David William Donald Cameron
Prime Minister, First Lord of the Treasury, Leader of the Conservative Party
Date of Birth: 09/09/1966
Place of Birth: London, UK
Education: Heatherdown Preparatory School, Winkfield, Berkshire, UK.
Eton College School, Berkshire, UK. Cameron achieved 12 O-levels and 3 A-levels in History of Art, History and Politics & Economics.
Brasenose College, University of Oxford, UK. Bachelor of Arts in Philosophy, Politics and Economics (PPE).
Career: Conservative Research Department 1988-1993. Special Advisor to the Chancellor of the Exchequer, Norman Lamont 1992-1993. Special Advisor to the Home Secretary, Michael Howard 1993-1994. Director of Corporate Affairs, Carlton Communications 1994-2001. Member of Parliament for Witney, Oxfordshire, since 2001.
Shadow Secretary of State for Education 2003-2005. Leader of the Opposition 2005-2010. Prime Minister of the United Kingdom since May 2010.
When 43-year-old David Cameron won the 2010 general election to become Prime Minister and leader of the Conservative-Liberal Democrat coalition government, he also became the youngest British Prime Minister since the Earl of Liverpool 198 years earlier. He is also an unusual choice of leader for the Conservative party.
After 40 years of state school-educated leaders from relatively humble backgrounds, the Eton and Oxford-educated Cameron represents a return to the 'establishment elite'. He is the first leader of the party to have gone to Eton College since Sir Alec Douglas-Home in the early 1960s, but he has been keen to dispel his 'toff' image, looking to appear as more of a man of the people than his royal heritage suggests (Cameron is a direct descendant of King William IV). His membership of the notorious Oxford student drinking and dining society, the Bullingdon Club (alongside the future Mayor of London, Boris Johnson), has been something that Cameron has consistently refused to discuss.
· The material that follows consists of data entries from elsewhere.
//! Client session state.

use serde::{Deserialize, Serialize};

/// The signed-in user.
#[derive(Debug, Clone, PartialEq, Eq, Serialize, Deserialize)]
pub struct User {
    /// Login name.
    pub username: String,
}

impl User {
    /// Create a user from a login name.
    pub fn new(username: impl Into<String>) -> Self {
        Self {
            username: username.into(),
        }
    }
}

/// Bearer token, identity and password-change flag of the current client.
///
/// The three fields only change together: see [`Session::authenticated`]
/// and [`Session::anonymous`].
#[derive(Debug, Clone, Default, PartialEq, Eq, Serialize, Deserialize)]
pub struct Session {
    token: Option<String>,
    user: Option<User>,
    #[serde(default)]
    must_change_password: bool,
}

impl Session {
    /// A signed-in session.
    pub fn authenticated(token: impl Into<String>, user: User, must_change_password: bool) -> Self {
        Self {
            token: Some(token.into()),
            user: Some(user),
            must_change_password,
        }
    }

    /// The signed-out session.
    pub fn anonymous() -> Self {
        Self::default()
    }

    /// Whether a bearer token is held.
    pub fn is_authenticated(&self) -> bool {
        self.token.is_some()
    }

    /// The bearer token.
    pub fn token(&self) -> Option<&str> {
        self.token.as_deref()
    }

    /// The signed-in user.
    pub fn user(&self) -> Option<&User> {
        self.user.as_ref()
    }

    /// Whether the user must change their password before continuing.
    pub fn must_change_password(&self) -> bool {
        self.must_change_password
    }
}
//! Session lifecycle and persistence.

pub mod context;
pub mod store;

pub use context::{LogoutReason, SessionContext};
pub use store::{FileSessionStore, MemorySessionStore, SessionStore};
//! A single share opened from the list.

use cloudvault_client::UploadFile;
use cloudvault_client::dto::ShareSettingsUpdate;
use cloudvault_core::error::AppError;
use cloudvault_core::result::AppResult;
use cloudvault_core::types::{ExpirationOption, FileId, ShareDetail, SharedFile};

use crate::context::AppContext;

/// State of the share detail panel.
#[derive(Debug, Clone)]
pub struct ShareDetailView {
    /// The share as last returned by the server.
    pub share: ShareDetail,
    /// Inline error from the last operation.
    pub error: Option<String>,
    /// Confirmation from the last successful operation.
    pub success: Option<String>,
}

impl ShareDetailView {
    /// Wrap an already-known share without fetching.
    pub fn new(share: ShareDetail) -> Self {
        Self {
            share,
            error: None,
            success: None,
        }
    }

    /// Fetch a share and open its detail view.
    pub async fn open(ctx: &mut AppContext, public_id: &str) -> AppResult<Self> {
        let token = ctx.dashboard_token()?;
        let result = ctx.api.get_share(public_id, &token).await;
        let share = ctx.settle(result).await?;
        Ok(Self::new(share))
    }

    /// Public id of the open share.
    pub fn public_id(&self) -> &str {
        &self.share.public_id
    }

    /// Reload the share from the server.
    pub async fn refresh(&mut self, ctx: &mut AppContext) -> AppResult<()> {
        let token = ctx.dashboard_token()?;
        let result = ctx.api.get_share(&self.share.public_id, &token).await;
        match ctx.settle(result).await {
            Ok(share) => {
                self.share = share;
                Ok(())
            }
            Err(err) => Err(self.record(err)),
        }
    }

    /// Append files. The server answers with the whole share, which
    /// replaces the local copy so the list matches server order.
    ///
    /// An empty selection is a no-op.
    pub async fn add_files(&mut self, ctx: &mut AppContext, files: &[UploadFile]) -> AppResult<()> {
        if files.is_empty() {
            return Ok(());
        }
        let token = ctx.dashboard_token()?;
        self.clear_status();

        let result = ctx
            .api
            .add_files_to_share(&self.share.public_id, files, &token)
            .await;
        match ctx.settle(result).await {
            Ok(share) => {
                tracing::info!(
                    public_id = %share.public_id,
                    added = files.len(),
                    total = share.file_count(),
                    "Files added to share"
                );
                self.share = share;
                self.success = Some("Files added successfully!".to_string());
                Ok(())
            }
            Err(err) => Err(self.record(err)),
        }
    }

    /// Remove one file after `confirm` approves it.
    ///
    /// The file leaves the local list only once the server confirms.
    /// Returns `Ok(false)` when the user declines.
    pub async fn delete_file<F>(
        &mut self,
        ctx: &mut AppContext,
        file_id: FileId,
        confirm: F,
    ) -> AppResult<bool>
    where
        F: FnOnce(&SharedFile) -> bool,
    {
        let token = ctx.dashboard_token()?;
        let file = self
            .share
            .file(file_id)
            .cloned()
            .ok_or_else(|| AppError::not_found(format!("File {file_id} is not in this share")))?;

        if !confirm(&file) {
            return Ok(false);
        }
        self.clear_status();

        let result = ctx
            .api
            .delete_file_from_share(&self.share.public_id, file_id, &token)
            .await;
        match ctx.settle(result).await {
            Ok(_) => {
                tracing::info!(public_id = %self.share.public_id, file_id, "File removed from share");
                self.share.remove_file(file_id);
                Ok(true)
            }
            Err(err) => Err(self.record(err)),
        }
    }

    /// Change password and expiration, then reload the share.
    ///
    /// An empty `password` input is sent as `null`, which leaves the
    /// server's password as it is. `expiration: None` likewise leaves the
    /// expiry unchanged.
    pub async fn update_settings(
        &mut self,
        ctx: &mut AppContext,
        password: &str,
        expiration: Option<ExpirationOption>,
    ) -> AppResult<()> {
        let token = ctx.dashboard_token()?;
        self.clear_status();

        let update = ShareSettingsUpdate::from_input(password, expiration);
        let result = ctx
            .api
            .update_share_settings(&self.share.public_id, &update, &token)
            .await;
        if let Err(err) = ctx.settle(result).await {
            return Err(self.record(err));
        }

        tracing::info!(
            public_id = %self.share.public_id,
            password_set = update.password.is_some(),
            expires_minutes = ?update.expires_minutes,
            "Share settings updated"
        );
        self.refresh(ctx).await?;
        self.success = Some("Settings updated successfully!".to_string());
        Ok(())
    }

    fn clear_status(&mut self) {
        self.error = None;
        self.success = None;
    }

    fn record(&mut self, err: AppError) -> AppError {
        if !err.is_token_expired() {
            self.error = Some(err.message.clone());
        }
        err
    }
}

/// Prompt shown before removing a file from a share.
pub fn delete_file_prompt(file: &SharedFile) -> String {
    format!("Remove \"{}\" from this share?", file.filename)
}
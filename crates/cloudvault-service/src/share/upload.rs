//! Upload form: files plus optional share settings.

use cloudvault_client::UploadFile;
use cloudvault_client::dto::ShareSettingsUpdate;
use cloudvault_core::error::AppError;
use cloudvault_core::result::AppResult;
use cloudvault_core::types::{ExpirationOption, ShareDetail};

use crate::context::AppContext;

/// Settings the user picked alongside the files.
#[derive(Debug, Clone, Default, PartialEq, Eq)]
pub struct UploadSettings {
    /// Share password; empty means none.
    pub password: String,
    /// Link lifetime.
    pub expiration: ExpirationOption,
}

impl UploadSettings {
    /// Settings with the given password (empty for none) and lifetime.
    pub fn new(password: impl Into<String>, expiration: ExpirationOption) -> Self {
        Self {
            password: password.into(),
            expiration,
        }
    }

    /// Whether these are the defaults the server applies to a fresh share
    /// on its own. No settings call is made in that case.
    pub fn is_default(&self) -> bool {
        self.password.is_empty() && self.expiration == ExpirationOption::default()
    }

    fn to_update(&self, public_id: &str) -> ShareSettingsUpdate {
        ShareSettingsUpdate::from_input(&self.password, Some(self.expiration)).for_share(public_id)
    }

    fn reset(&mut self) {
        *self = Self::default();
    }
}

/// What happened to the settings step of an upload.
#[derive(Debug, Clone)]
pub enum SettingsOutcome {
    /// Settings were the defaults; nothing was sent.
    NotRequested,
    /// The settings call succeeded.
    Applied,
    /// The files are uploaded but the settings call failed.
    Failed(AppError),
}

/// Result of a successful upload.
#[derive(Debug, Clone)]
pub struct UploadReport {
    /// The share created by the upload.
    pub share: ShareDetail,
    /// Outcome of the follow-up settings call.
    pub settings: SettingsOutcome,
}

impl UploadReport {
    /// Message shown to the user.
    pub fn status_message(&self) -> String {
        match &self.settings {
            SettingsOutcome::NotRequested => "Files uploaded successfully!".to_string(),
            SettingsOutcome::Applied => "Files uploaded and settings applied!".to_string(),
            SettingsOutcome::Failed(err) => {
                format!("Files uploaded, but settings update failed: {}", err.message)
            }
        }
    }

    /// Whether both steps succeeded.
    pub fn is_complete(&self) -> bool {
        !matches!(self.settings, SettingsOutcome::Failed(_))
    }
}

/// State of the upload panel.
#[derive(Debug, Clone, Default)]
pub struct UploadFlow {
    /// Settings for the next upload.
    pub settings: UploadSettings,
    /// Share produced by the last upload.
    pub last_result: Option<ShareDetail>,
    /// Inline error from the last attempt.
    pub error: Option<String>,
    /// Status line from the last attempt.
    pub message: Option<String>,
}

impl UploadFlow {
    /// Panel with the given settings pre-filled.
    pub fn new(settings: UploadSettings) -> Self {
        Self {
            settings,
            ..Self::default()
        }
    }

    /// Upload `files` as a new share, then apply non-default settings.
    ///
    /// An empty selection is a no-op and returns `Ok(None)` without any
    /// request. A settings failure does not undo the upload; it is
    /// reported through [`SettingsOutcome::Failed`], unless the token
    /// expired, in which case the session is torn down and the error is
    /// returned. Settings reset to the defaults once the upload has gone
    /// through.
    pub async fn submit(
        &mut self,
        ctx: &mut AppContext,
        files: &[UploadFile],
    ) -> AppResult<Option<UploadReport>> {
        if files.is_empty() {
            return Ok(None);
        }

        let token = ctx.dashboard_token()?;
        self.error = None;
        self.message = None;

        let uploaded = ctx.api.upload_files(files, &token).await;
        let share = match ctx.settle(uploaded).await {
            Ok(share) => share,
            Err(err) => {
                if !err.is_token_expired() {
                    self.error = Some(err.message.clone());
                }
                return Err(err);
            }
        };

        tracing::info!(
            public_id = %share.public_id,
            files = share.file_count(),
            "Files uploaded"
        );

        let settings = if self.settings.is_default() {
            SettingsOutcome::NotRequested
        } else {
            let update = self.settings.to_update(&share.public_id);
            let applied = ctx
                .api
                .update_share_settings(&share.public_id, &update, &token)
                .await;
            match ctx.settle(applied).await {
                Ok(_) => SettingsOutcome::Applied,
                Err(err) if err.is_token_expired() => {
                    // The session is gone; the upload stands but nothing is shown inline.
                    self.last_result = Some(share);
                    self.settings.reset();
                    return Err(err);
                }
                Err(err) => {
                    tracing::warn!(
                        public_id = %share.public_id,
                        error = %err,
                        "Share settings update failed after upload"
                    );
                    SettingsOutcome::Failed(err)
                }
            }
        };

        let report = UploadReport { share, settings };
        self.message = Some(report.status_message());
        self.last_result = Some(report.share.clone());
        self.settings.reset();

        Ok(Some(report))
    }
}
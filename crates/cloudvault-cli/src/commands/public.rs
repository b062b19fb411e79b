//! Public share links: open, unlock, download.

use std::path::PathBuf;

use clap::Args;
use serde::Serialize;
use tabled::Tabled;

use cloudvault_client::ApiClient;
use cloudvault_core::config::AppConfig;
use cloudvault_core::error::{AppError, ErrorKind};
use cloudvault_service::public::{PublicShareFlow, UnlockState, parse_share_reference};

use super::prompt;
use crate::output::{self, OutputFormat};

/// Interactive unlock attempts before giving up.
const MAX_PROMPT_ATTEMPTS: usize = 3;

/// Arguments for `open`
#[derive(Debug, Args)]
pub struct OpenArgs {
    /// Share link (`.../share/<id>`, `.../download/<id>`) or bare share id
    pub link: String,
    /// Password for a protected share (will prompt if needed and not provided)
    #[arg(short, long)]
    pub password: Option<String>,
    /// Download every file into this directory
    #[arg(short, long)]
    pub download: Option<PathBuf>,
}

/// Public file row for table output
#[derive(Debug, Serialize, Tabled)]
struct PublicFileRow {
    #[tabled(rename = "Filename")]
    filename: String,
    #[tabled(rename = "Download")]
    url: String,
}

/// Execute the open command
pub async fn execute(
    args: &OpenArgs,
    config: &AppConfig,
    format: OutputFormat,
) -> Result<(), AppError> {
    let public_id = parse_share_reference(&args.link)?;
    let api = ApiClient::new(&config.api)?;
    let mut flow = PublicShareFlow::new(public_id);

    if let UnlockState::Error(message) = flow.load(&api).await {
        return Err(AppError::new(ErrorKind::Api, message.clone()));
    }

    if flow.state().is_locked() {
        unlock(&mut flow, &api, args.password.as_deref()).await?;
    }

    let rows: Vec<PublicFileRow> = flow
        .files()
        .iter()
        .map(|f| PublicFileRow {
            filename: f.filename.clone(),
            url: api.download_url(f),
        })
        .collect();
    output::print_list(&rows, format);

    if let Some(dir) = &args.download {
        let paths = flow.download_all(&api, dir).await?;
        for path in paths {
            output::print_success(&format!("Saved {}", path.display()));
        }
    }
    Ok(())
}

async fn unlock(
    flow: &mut PublicShareFlow,
    api: &ApiClient,
    password: Option<&str>,
) -> Result<(), AppError> {
    // A password given on the command line gets exactly one attempt.
    let attempts = if password.is_some() { 1 } else { MAX_PROMPT_ATTEMPTS };

    for _ in 0..attempts {
        flow.password = prompt::password_or_prompt(password, "Share password")?;
        match flow.unlock(api).await? {
            UnlockState::Unlocked { .. } => return Ok(()),
            UnlockState::Locked { error: Some(msg) } if password.is_none() => {
                output::print_error(msg)
            }
            _ => {}
        }
    }

    let message = match flow.state() {
        UnlockState::Locked { error: Some(msg) } => msg.clone(),
        _ => "Share is password protected".to_string(),
    };
    Err(AppError::authentication(message))
}
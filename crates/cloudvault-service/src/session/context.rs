//! The session context every view is handed.

use std::sync::Arc;

use cloudvault_core::error::AppError;
use cloudvault_core::result::AppResult;
use cloudvault_core::types::{Session, User};

use super::store::{MemorySessionStore, SessionStore};

/// Why the last logout happened.
#[derive(Debug, Clone, Copy, PartialEq, Eq)]
pub enum LogoutReason {
    /// The user asked to sign out.
    UserInitiated,
    /// An API call reported the token as expired.
    TokenExpired,
}

/// Owner of the current [`Session`].
///
/// Created once at start-up with [`SessionContext::init`], which restores
/// the persisted session; torn down by [`logout`](Self::logout) or
/// [`handle_token_expiration`](Self::handle_token_expiration). Every state
/// change is written through to the store.
#[derive(Debug, Clone)]
pub struct SessionContext {
    session: Session,
    store: Arc<dyn SessionStore>,
    last_logout: Option<LogoutReason>,
}

impl SessionContext {
    /// A signed-out context backed by `store`, without loading from it.
    pub fn new(store: Arc<dyn SessionStore>) -> Self {
        Self {
            session: Session::anonymous(),
            store,
            last_logout: None,
        }
    }

    /// A context that persists nothing.
    pub fn ephemeral() -> Self {
        Self::new(Arc::new(MemorySessionStore::new()))
    }

    /// Restore the persisted session from `store`.
    pub async fn init(store: Arc<dyn SessionStore>) -> AppResult<Self> {
        let session = store.load().await?.unwrap_or_default();
        if let Some(user) = session.user() {
            tracing::debug!(username = %user.username, "Restored persisted session");
        }
        Ok(Self {
            session,
            store,
            last_logout: None,
        })
    }

    /// The current session.
    pub fn session(&self) -> &Session {
        &self.session
    }

    /// Whether a bearer token is held.
    pub fn is_authenticated(&self) -> bool {
        self.session.is_authenticated()
    }

    /// The bearer token, if signed in.
    pub fn token(&self) -> Option<&str> {
        self.session.token()
    }

    /// The signed-in user.
    pub fn user(&self) -> Option<&User> {
        self.session.user()
    }

    /// Whether a password change is pending.
    pub fn must_change_password(&self) -> bool {
        self.session.must_change_password()
    }

    /// Reason of the most recent logout since the last login.
    pub fn last_logout(&self) -> Option<LogoutReason> {
        self.last_logout
    }

    /// The bearer token, or an authentication error when signed out.
    pub fn require_token(&self) -> AppResult<&str> {
        self.session
            .token()
            .ok_or_else(|| AppError::authentication("Not logged in. Run `cloudvault login` first."))
    }

    /// Replace the session with a signed-in one.
    ///
    /// All three fields are set together, and only once the store has
    /// accepted the new session. Also used to clear
    /// `must_change_password` after a successful password change.
    pub async fn login(
        &mut self,
        token: impl Into<String>,
        user: User,
        must_change_password: bool,
    ) -> AppResult<()> {
        tracing::info!(
            username = %user.username,
            must_change_password,
            "Session established"
        );
        let session = Session::authenticated(token, user, must_change_password);
        self.store.save(&session).await?;
        self.session = session;
        self.last_logout = None;
        Ok(())
    }

    /// Sign out at the user's request.
    pub async fn logout(&mut self) -> AppResult<()> {
        self.teardown(LogoutReason::UserInitiated).await
    }

    /// Sign out because the API reported the token as expired.
    ///
    /// Ends in the same state as [`logout`](Self::logout); only the recorded
    /// reason differs.
    pub async fn handle_token_expiration(&mut self) -> AppResult<()> {
        tracing::warn!("Session token expired, signing out");
        self.teardown(LogoutReason::TokenExpired).await
    }

    /// Pass a call result through, ending the session first when the error
    /// is classified as token-expired.
    pub async fn settle<T>(&mut self, result: AppResult<T>) -> AppResult<T> {
        if let Err(err) = &result {
            if err.is_token_expired() {
                if let Err(store_err) = self.handle_token_expiration().await {
                    tracing::error!(error = %store_err, "Failed to clear persisted session");
                }
            }
        }
        result
    }

    async fn teardown(&mut self, reason: LogoutReason) -> AppResult<()> {
        if let Some(user) = self.session.user() {
            tracing::info!(username = %user.username, ?reason, "Session ended");
        }
        self.session = Session::anonymous();
        self.last_logout = Some(reason);
        self.store.clear().await
    }
}
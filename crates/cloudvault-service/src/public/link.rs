//! Turning what a recipient pastes into a public share id.

use cloudvault_core::error::AppError;
use cloudvault_core::result::AppResult;

use crate::routing::Route;

/// Extract the public id from a share link, a route path or a bare id.
///
/// Accepts `http://host/share/<id>`, `http://host/download/<id>`,
/// `/share/<id>`, `/download/<id>` and `<id>`.
pub fn parse_share_reference(input: &str) -> AppResult<String> {
    let input = input.trim();
    if input.is_empty() {
        return Err(AppError::validation("Share link or id is required"));
    }

    let path = match input.split_once("://") {
        Some((_, rest)) => rest.find('/').map_or("/", |idx| &rest[idx..]),
        None if input.starts_with('/') => input,
        None if !input.contains(['/', '?', '#']) => return Ok(input.to_string()),
        None => input,
    };

    Route::parse(path)
        .public_id()
        .filter(|id| !id.is_empty())
        .map(str::to_string)
        .ok_or_else(|| AppError::validation(format!("Not a share link or id: {input}")))
}
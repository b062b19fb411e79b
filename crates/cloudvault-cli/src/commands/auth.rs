//! Session commands: login, logout, whoami, change-password.

use clap::Args;
use serde::Serialize;

use cloudvault_core::config::AppConfig;
use cloudvault_core::error::AppError;
use cloudvault_service::routing::{self, Route, Screen};
use cloudvault_service::{AppContext, auth};

use super::prompt;
use crate::output::{self, OutputFormat};

/// Arguments for `login`
#[derive(Debug, Args)]
pub struct LoginArgs {
    /// Username (will prompt if not provided)
    #[arg(short, long)]
    pub username: Option<String>,
    /// Password (will prompt if not provided)
    #[arg(short, long)]
    pub password: Option<String>,
}

/// Session summary for `whoami`
#[derive(Debug, Serialize)]
struct WhoAmI {
    authenticated: bool,
    username: Option<String>,
    must_change_password: bool,
    screen: &'static str,
}

/// Sign in
pub async fn login(args: &LoginArgs, config: &AppConfig) -> Result<(), AppError> {
    let mut ctx = AppContext::from_config(config).await?;

    let username = prompt::text_or_prompt(args.username.as_deref(), "Username")?;
    let password = prompt::password_or_prompt(args.password.as_deref(), "Password")?;

    auth::login(&mut ctx, &username, &password).await?;

    output::print_success(&format!("Logged in as '{}'", username.trim()));
    if ctx.session.must_change_password() {
        output::print_warning(
            "You must change your password before continuing. Run `cloudvault change-password`.",
        );
    }
    Ok(())
}

/// Sign out
pub async fn logout(config: &AppConfig) -> Result<(), AppError> {
    let mut ctx = AppContext::from_config(config).await?;
    if !ctx.session.is_authenticated() {
        output::print_warning("Not logged in");
        return Ok(());
    }
    auth::logout(&mut ctx).await?;
    output::print_success("Logged out");
    Ok(())
}

/// Show who is signed in and which screen the home route resolves to
pub async fn whoami(config: &AppConfig, format: OutputFormat) -> Result<(), AppError> {
    let ctx = AppContext::from_config(config).await?;
    let session = ctx.session.session();

    let info = WhoAmI {
        authenticated: session.is_authenticated(),
        username: session.user().map(|u| u.username.clone()),
        must_change_password: session.must_change_password(),
        screen: match routing::screen_for(&Route::Home, session) {
            Screen::Login => "login",
            Screen::ChangePassword => "change-password",
            Screen::Dashboard => "dashboard",
            Screen::PublicShare(_) => "public-share",
        },
    };

    match format {
        OutputFormat::Json => output::print_json(&info),
        OutputFormat::Table => {
            output::print_kv("Logged in", output::yes_no(info.authenticated));
            output::print_kv("Username", info.username.as_deref().unwrap_or("-"));
            output::print_kv(
                "Must change password",
                output::yes_no(info.must_change_password),
            );
            output::print_kv("Screen", info.screen);
        }
    }
    Ok(())
}

/// Change the password of the signed-in user
pub async fn change_password(config: &AppConfig) -> Result<(), AppError> {
    let mut ctx = AppContext::from_config(config).await?;
    ctx.session.require_token()?;

    let new_password = prompt::password("New password")?;
    let confirm_password = prompt::password("Confirm new password")?;

    auth::change_password(&mut ctx, &new_password, &confirm_password).await?;

    output::print_success("Password changed successfully");
    Ok(())
}
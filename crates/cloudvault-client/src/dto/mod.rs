//! Wire shapes that only exist at the HTTP boundary.

pub mod request;
pub mod response;

pub use request::{ChangePasswordRequest, ShareSettingsUpdate, UnlockRequest};
pub use response::{MessageResponse, TokenResponse};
David Cameron is married to Samantha Sheffield; they have three children.
In the general elections held on 6 May 2010, the Conservatives won the plurality of seats in a hung Parliament, and Cameron was appointed head of a coalition government between the Conservatives and the Liberal Democrats, with Nick Clegg, the Liberal-Democrat leader, as Deputy Prime Minister.
‘Last April, the Conservative Shadow Secretary for International Development, Andrew Mitchell, with full support from party leader David Cameron, introduced a motion in Parliament calling for British companies to withdraw from Sudan in protest against ethnic cleansing (AC Vol 49 No 5); he highlighted the role of oil production and petrodollars in fuelling atrocities in Darfur.’
David Cameron was led the debate on Africa at the last G-20 summit in June 2010, calling on other world leaders to meet the promises made at Gleneagles in 2005. Cameron visited Rwanda in July 2007 as part of an aid project. He declared that tackling global poverty was a ‘personal priority’ and said that there are many issues ‘we can’t deal with unless we engage with the countries of sub-Saharan Africa.’
In his early years in politics, while working with the Conservative Party Research Team, Cameron visited South Africa during the apartheid era, while Nelson Mandela was in prison. The trip was funded by Derek Laud, an employee of Strategy Network International (SNI), who later went on to become a Big Brother contestant.